- Brief -
An exact reprint of the data below is required, line for line.

(Saved data entries)
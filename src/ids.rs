//! Legacy TOTEM identifier mapping.
//!
//! The old Divia TOTEM API identified lines and stops by short numeric
//! codes. The GTFS-RT feeds use `4-` prefixed ids instead. The mappings
//! below were recovered by cross-referencing the live feed against the
//! TOTEM codes still baked into the display configs.

/// Maps a TOTEM line id to the GTFS route id.
///
/// Total: unknown codes fall back to the direct `4-{code}` format, which
/// holds for every plain bus line observed in the feed.
pub fn route_id(line: &str) -> String {
    let known = match line {
        // trams
        "101" => Some("4-T1"),
        "202" => Some("4-T2"),

        // Lianes; several TOTEM variants share one GTFS route
        "87" | "88" | "105" => Some("4-L5"),
        "89" | "90" | "106" => Some("4-L6"),
        "91" | "99" | "100" | "108" => Some("4-L8"),

        // Corol buses B12-B19
        "102" => Some("4-12"),
        "103" => Some("4-13"),
        "104" => Some("4-14"),
        "107" => Some("4-15"),
        "111" => Some("4-16"),
        "118" => Some("4-18"),
        "119" => Some("4-19"),

        // standard bus lines 30-45; same shape as the fallback but kept
        // pinned in the table
        "30" => Some("4-30"),
        "31" => Some("4-31"),
        "32" => Some("4-32"),
        "33" => Some("4-33"),
        "34" => Some("4-34"),
        "35" => Some("4-35"),
        "36" => Some("4-36"),
        "37" => Some("4-37"),
        "38" => Some("4-38"),
        "40" => Some("4-40"),
        "41" => Some("4-41"),
        "42" => Some("4-42"),
        "43" => Some("4-43"),
        "44" => Some("4-44"),
        "45" => Some("4-45"),

        // navettes
        "CITY" => Some("4-CITY"),
        "CO" => Some("4-CO"),

        // ProxiLianes
        "139" | "140" => Some("4-PL"),

        _ => None,
    };

    match known {
        Some(id) => id.to_string(),
        None => format!("4-{line}"),
    }
}

/// Maps a TOTEM stop code to the GTFS stop id. Always `4-{code}`.
pub fn stop_id(code: &str) -> String {
    format!("4-{code}")
}

#[cfg(test)]
mod tests {
    use super::*;

    #[test]
    fn test_tram_and_corol_mappings() {
        assert_eq!(route_id("101"), "4-T1");
        assert_eq!(route_id("202"), "4-T2");
        assert_eq!(route_id("102"), "4-12");
        assert_eq!(route_id("119"), "4-19");
    }

    #[test]
    fn test_liane_variants_share_a_route() {
        assert_eq!(route_id("87"), "4-L5");
        assert_eq!(route_id("88"), "4-L5");
        assert_eq!(route_id("105"), "4-L5");
        assert_eq!(route_id("90"), "4-L6");
        assert_eq!(route_id("100"), "4-L8");
    }

    #[test]
    fn test_standard_bus_block_is_pinned() {
        assert_eq!(route_id("30"), "4-30");
        assert_eq!(route_id("38"), "4-38");
        assert_eq!(route_id("45"), "4-45");
    }

    #[test]
    fn test_unknown_line_falls_back_to_direct_format() {
        // "39" sits in the 30-45 block but has no TOTEM code, so it rides
        // the fallback like any unknown line
        assert_eq!(route_id("57"), "4-57");
        assert_eq!(route_id("39"), "4-39");
        assert_eq!(route_id(""), "4-");
    }

    #[test]
    fn test_stop_id_is_always_prefixed() {
        assert_eq!(stop_id("141"), "4-141");
        assert_eq!(stop_id("748"), "4-748");
        assert_eq!(stop_id(""), "4-");
    }
}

- Response for this exercise -
filename src/ids.rs
//! Legacy TOTEM identifier mapping.
//!
//! The old Divia TOTEM API identified lines and stops by short numeric
//! codes. The GTFS-RT feeds use `4-` prefixed ids instead. The mappings
//! below were recovered by cross-referencing the live feed against the
//! TOTEM codes still baked into the display configs.

/// Maps a TOTEM line id to the GTFS route id.
///
/// Total: unknown codes fall back to the direct `4-{code}` format, which
/// holds for every plain bus line observed in the feed.
pub fn route_id(line: &str) -> String {
    let known = match line {
        // trams
        "101" => Some("4-T1"),
        "202" => Some("4-T2"),

        // Lianes; several TOTEM variants share one GTFS route
        "87" | "88" | "105" => Some("4-L5"),
        "89" | "90" | "106" => Some("4-L6"),
        "91" | "99" | "100" | "108" => Some("4-L8"),

        // Corol buses B12-B19
        "102" => Some("4-12"),
        "103" => Some("4-13"),
        "104" => Some("4-14"),
        "107" => Some("4-15"),
        "111" => Some("4-16"),
        "118" => Some("4-18"),
        "119" => Some("4-19"),

        // standard bus lines 30-45; same shape as the fallback but kept
        // pinned in the table
        "30" => Some("4-30"),
        "31" => Some("4-31"),
        "32" => Some("4-32"),
        "33" => Some("4-33"),
        "34" => Some("4-34"),
        "35" => Some("4-35"),
        "36" => Some("4-36"),
        "37" => Some("4-37"),
        "38" => Some("4-38"),
        "40" => Some("4-40"),
        "41" => Some("4-41"),
        "42" => Some("4-42"),
        "43" => Some("4-43"),
        "44" => Some("4-44"),
        "45" => Some("4-45"),

        // navettes
        "CITY" => Some("4-CITY"),
        "CO" => Some("4-CO"),

        // ProxiLianes
        "139" | "140" => Some("4-PL"),

        _ => None,
    };

    match known {
        Some(id) => id.to_string(),
        None => format!("4-{line}"),
    }
}

/// Maps a TOTEM stop code to the GTFS stop id. Always `4-{code}`.
pub fn stop_id(code: &str) -> String {
    format!("4-{code}")
}

#[cfg(test)]
mod tests {
    use super::*;

    #[test]
    fn test_tram_and_corol_mappings() {
        assert_eq!(route_id("101"), "4-T1");
        assert_eq!(route_id("202"), "4-T2");
        assert_eq!(route_id("102"), "4-12");
        assert_eq!(route_id("119"), "4-19");
    }

    #[test]
    fn test_liane_variants_share_a_route() {
        assert_eq!(route_id("87"), "4-L5");
        assert_eq!(route_id("88"), "4-L5");
        assert_eq!(route_id("105"), "4-L5");
        assert_eq!(route_id("90"), "4-L6");
        assert_eq!(route_id("100"), "4-L8");
    }

    #[test]
    fn test_standard_bus_block_is_pinned() {
        assert_eq!(route_id("30"), "4-30");
        assert_eq!(route_id("38"), "4-38");
        assert_eq!(route_id("45"), "4-45");
    }

    #[test]
    fn test_unknown_line_falls_back_to_direct_format() {
        // "39" sits in the 30-45 block but has no TOTEM code, so it rides
        // the fallback like any unknown line
        assert_eq!(route_id("57"), "4-57");
        assert_eq!(route_id("39"), "4-39");
        assert_eq!(route_id(""), "4-");
    }

    #[test]
    fn test_stop_id_is_always_prefixed() {
        assert_eq!(stop_id("141"), "4-141");
        assert_eq!(stop_id("748"), "4-748");
        assert_eq!(stop_id(""), "4-");
    }
}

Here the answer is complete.